YOUR OBJECTIVE
What you return should be every record, retyped without a single change.

RECORDS SHOWN
○ ○ ○ ○

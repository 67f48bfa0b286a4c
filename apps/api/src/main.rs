mod config;
mod errors;
mod llm_client;
mod models;
mod outreach;
mod routes;
mod scoring;
mod search;
mod state;

use anyhow::{Context, Result};
use std::net::SocketAddr;
use std::sync::Arc;
use tower::ServiceBuilder;
use tower_http::{cors::CorsLayer, trace::TraceLayer};
use tracing::{info, warn};
use tracing_subscriber::{layer::SubscriberExt, util::SubscriberInitExt, EnvFilter};

use crate::config::Config;
use crate::llm_client::LlmClient;
use crate::routes::build_router;
use crate::state::AppState;

#[tokio::main]
async fn main() -> Result<()> {
    // Load configuration first (fails on missing required env vars)
    let config = Config::from_env()?;

    // Initialize structured logging
    tracing_subscriber::registry()
        .with(EnvFilter::try_from_default_env().unwrap_or_else(|_| {
            EnvFilter::new(format!(
                "{}={}",
                env!("CARGO_PKG_NAME").replace('-', "_"),
                &config.rust_log
            ))
        }))
        .with(tracing_subscriber::fmt::layer())
        .init();

    info!("Starting LeadScout API v{}", env!("CARGO_PKG_VERSION"));

    // Initialize LLM client
    let llm = LlmClient::new(
        config.openai_api_key.clone(),
        config.openai_model.clone(),
        &config.openai_base_url,
        config.llm_timeout_secs,
    )
    .context("Failed to build LLM HTTP client")?;
    info!(
        "LLM client initialized (model: {}, timeout: {}s)",
        llm.model(),
        config.llm_timeout_secs
    );
    info!("Scoring concurrency: {}", config.scoring_concurrency);

    if config.sender.is_none() {
        warn!("SENDER_NAME / COMPANY_NAME not set; outreach drafting is disabled");
    }

    // Build app state
    let state = AppState {
        provider: Arc::new(llm),
        config: config.clone(),
    };

    // Build router
    let app = build_router(state).layer(
        ServiceBuilder::new()
            .layer(TraceLayer::new_for_http())
            .layer(CorsLayer::permissive()),
    );

    let addr: SocketAddr = format!("0.0.0.0:{}", config.port).parse()?;
    info!("Listening on {addr}");

    let listener = tokio::net::TcpListener::bind(addr).await?;
    axum::serve(listener, app).await?;

    Ok(())
}
use thiserror::Error;

use crate::llm_client::LlmError;
use crate::models::score::ValidationError;

/// Why one profile could not be scored. Reported per profile; never turned into a score.
#[derive(Debug, Error)]
pub enum ScoringError {
    #[error("LLM provider call failed: {0}")]
    Provider(#[from] LlmError),

    #[error("scoring response is not valid JSON: {source}")]
    Decode {
        #[source]
        source: serde_json::Error,
        raw: String,
    },

    #[error("scoring response failed validation: {source}")]
    Validation {
        #[source]
        source: ValidationError,
        raw: String,
    },
}

impl ScoringError {
    /// Stable tag for API consumers: `provider`, `decode` or `validation`.
    pub fn kind(&self) -> &'static str {
        match self {
            ScoringError::Provider(_) => "provider",
            ScoringError::Decode { .. } => "decode",
            ScoringError::Validation { .. } => "validation",
        }
    }

    /// The model's raw reply, when one was received.
    pub fn raw_response(&self) -> Option<&str> {
        match self {
            ScoringError::Provider(_) => None,
            ScoringError::Decode { raw, .. } | ScoringError::Validation { raw, .. } => Some(raw),
        }
    }
}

○ ○ ○ ○

ANSWER SPACE
repository 67f48bfa0b286a4c
filename apps/api/src/main.rs
mod config;
mod errors;
mod llm_client;
mod models;
mod outreach;
mod routes;
mod scoring;
mod search;
mod state;

use anyhow::{Context, Result};
use std::net::SocketAddr;
use std::sync::Arc;
use tower::ServiceBuilder;
use tower_http::{cors::CorsLayer, trace::TraceLayer};
use tracing::{info, warn};
use tracing_subscriber::{layer::SubscriberExt, util::SubscriberInitExt, EnvFilter};

use crate::config::Config;
use crate::llm_client::LlmClient;
use crate::routes::build_router;
use crate::state::AppState;

#[tokio::main]
async fn main() -> Result<()> {
    // Load configuration first (fails on missing required env vars)
    let config = Config::from_env()?;

    // Initialize structured logging
    tracing_subscriber::registry()
        .with(EnvFilter::try_from_default_env().unwrap_or_else(|_| {
            EnvFilter::new(format!(
                "{}={}",
                env!("CARGO_PKG_NAME").replace('-', "_"),
                &config.rust_log
            ))
        }))
        .with(tracing_subscriber::fmt::layer())
        .init();

    info!("Starting LeadScout API v{}", env!("CARGO_PKG_VERSION"));

    // Initialize LLM client
    let llm = LlmClient::new(
        config.openai_api_key.clone(),
        config.openai_model.clone(),
        &config.openai_base_url,
        config.llm_timeout_secs,
    )
    .context("Failed to build LLM HTTP client")?;
    info!(
        "LLM client initialized (model: {}, timeout: {}s)",
        llm.model(),
        config.llm_timeout_secs
    );
    info!("Scoring concurrency: {}", config.scoring_concurrency);

    if config.sender.is_none() {
        warn!("SENDER_NAME / COMPANY_NAME not set; outreach drafting is disabled");
    }

    // Build app state
    let state = AppState {
        provider: Arc::new(llm),
        config: config.clone(),
    };

    // Build router
    let app = build_router(state).layer(
        ServiceBuilder::new()
            .layer(TraceLayer::new_for_http())
            .layer(CorsLayer::permissive()),
    );

    let addr: SocketAddr = format!("0.0.0.0:{}", config.port).parse()?;
    info!("Listening on {addr}");

    let listener = tokio::net::TcpListener::bind(addr).await?;
    axum::serve(listener, app).await?;

    Ok(())
}
use thiserror::Error;

use crate::llm_client::LlmError;
use crate::models::score::ValidationError;

/// Why one profile could not be scored. Reported per profile; never turned into a score.
#[derive(Debug, Error)]
pub enum ScoringError {
    #[error("LLM provider call failed: {0}")]
    Provider(#[from] LlmError),

    #[error("scoring response is not valid JSON: {source}")]
    Decode {
        #[source]
        source: serde_json::Error,
        raw: String,
    },

    #[error("scoring response failed validation: {source}")]
    Validation {
        #[source]
        source: ValidationError,
        raw: String,
    },
}

impl ScoringError {
    /// Stable tag for API consumers: `provider`, `decode` or `validation`.
    pub fn kind(&self) -> &'static str {
        match self {
            ScoringError::Provider(_) => "provider",
            ScoringError::Decode { .. } => "decode",
            ScoringError::Validation { .. } => "validation",
        }
    }

    /// The model's raw reply, when one was received.
    pub fn raw_response(&self) -> Option<&str> {
        match self {
            ScoringError::Provider(_) => None,
            ScoringError::Decode { raw, .. } | ScoringError::Validation { raw, .. } => Some(raw),
        }
    }
}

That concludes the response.